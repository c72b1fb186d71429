//! WebSocket upgrade authentication tests

use axum::http::{header::COOKIE, HeaderValue, StatusCode};
use serde_json::Value;

use crate::common::TestApp;

#[tokio::test]
async fn test_upgrade_without_cookie_is_unauthorized() {
    let app = TestApp::new();

    let response = app.server.get("/ws").await;

    response.assert_status(StatusCode::UNAUTHORIZED);
    assert_eq!(response.json::<Value>()["code"], 10003);
}

#[tokio::test]
async fn test_upgrade_with_unknown_session_is_unauthorized() {
    let app = TestApp::new();
    app.login("known", 1);

    let response = app
        .server
        .get("/ws")
        .add_header(COOKIE, HeaderValue::from_static("session_token=bogus"))
        .await;

    response.assert_status(StatusCode::UNAUTHORIZED);
    assert_eq!(app.state.gateway.connection_count(), 0);
}

#[tokio::test]
async fn test_cookie_with_other_name_is_ignored() {
    let app = TestApp::new();
    app.login("known", 1);

    let response = app
        .server
        .get("/ws")
        .add_header(COOKIE, HeaderValue::from_static("other=known"))
        .await;

    response.assert_status(StatusCode::UNAUTHORIZED);
}

#[tokio::test]
async fn test_valid_session_without_upgrade_is_rejected_by_websocket_layer() {
    let app = TestApp::new();
    app.login("known", 1);

    let response = app
        .server
        .get("/ws")
        .add_header(COOKIE, HeaderValue::from_static("session_token=known"))
        .expect_failure()
        .await;

    assert_ne!(response.status_code(), StatusCode::UNAUTHORIZED);
    assert_eq!(app.state.gateway.connection_count(), 0);
}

^^^^^^^^

**Your task**: The material is to be output in full, exactly as it stands.

**Solution for this problem**:
repository c72b1fb186d71429
//! WebSocket upgrade authentication tests

use axum::http::{header::COOKIE, HeaderValue, StatusCode};
use serde_json::Value;

use crate::common::TestApp;

#[tokio::test]
async fn test_upgrade_without_cookie_is_unauthorized() {
    let app = TestApp::new();

    let response = app.server.get("/ws").await;

    response.assert_status(StatusCode::UNAUTHORIZED);
    assert_eq!(response.json::<Value>()["code"], 10003);
}

#[tokio::test]
async fn test_upgrade_with_unknown_session_is_unauthorized() {
    let app = TestApp::new();
    app.login("known", 1);

    let response = app
        .server
        .get("/ws")
        .add_header(COOKIE, HeaderValue::from_static("session_token=bogus"))
        .await;

    response.assert_status(StatusCode::UNAUTHORIZED);
    assert_eq!(app.state.gateway.connection_count(), 0);
}

#[tokio::test]
async fn test_cookie_with_other_name_is_ignored() {
    let app = TestApp::new();
    app.login("known", 1);

    let response = app
        .server
        .get("/ws")
        .add_header(COOKIE, HeaderValue::from_static("other=known"))
        .await;

    response.assert_status(StatusCode::UNAUTHORIZED);
}

#[tokio::test]
async fn test_valid_session_without_upgrade_is_rejected_by_websocket_layer() {
    let app = TestApp::new();
    app.login("known", 1);

    let response = app
        .server
        .get("/ws")
        .add_header(COOKIE, HeaderValue::from_static("session_token=known"))
        .expect_failure()
        .await;

    assert_ne!(response.status_code(), StatusCode::UNAUTHORIZED);
    assert_eq!(app.state.gateway.connection_count(), 0);
}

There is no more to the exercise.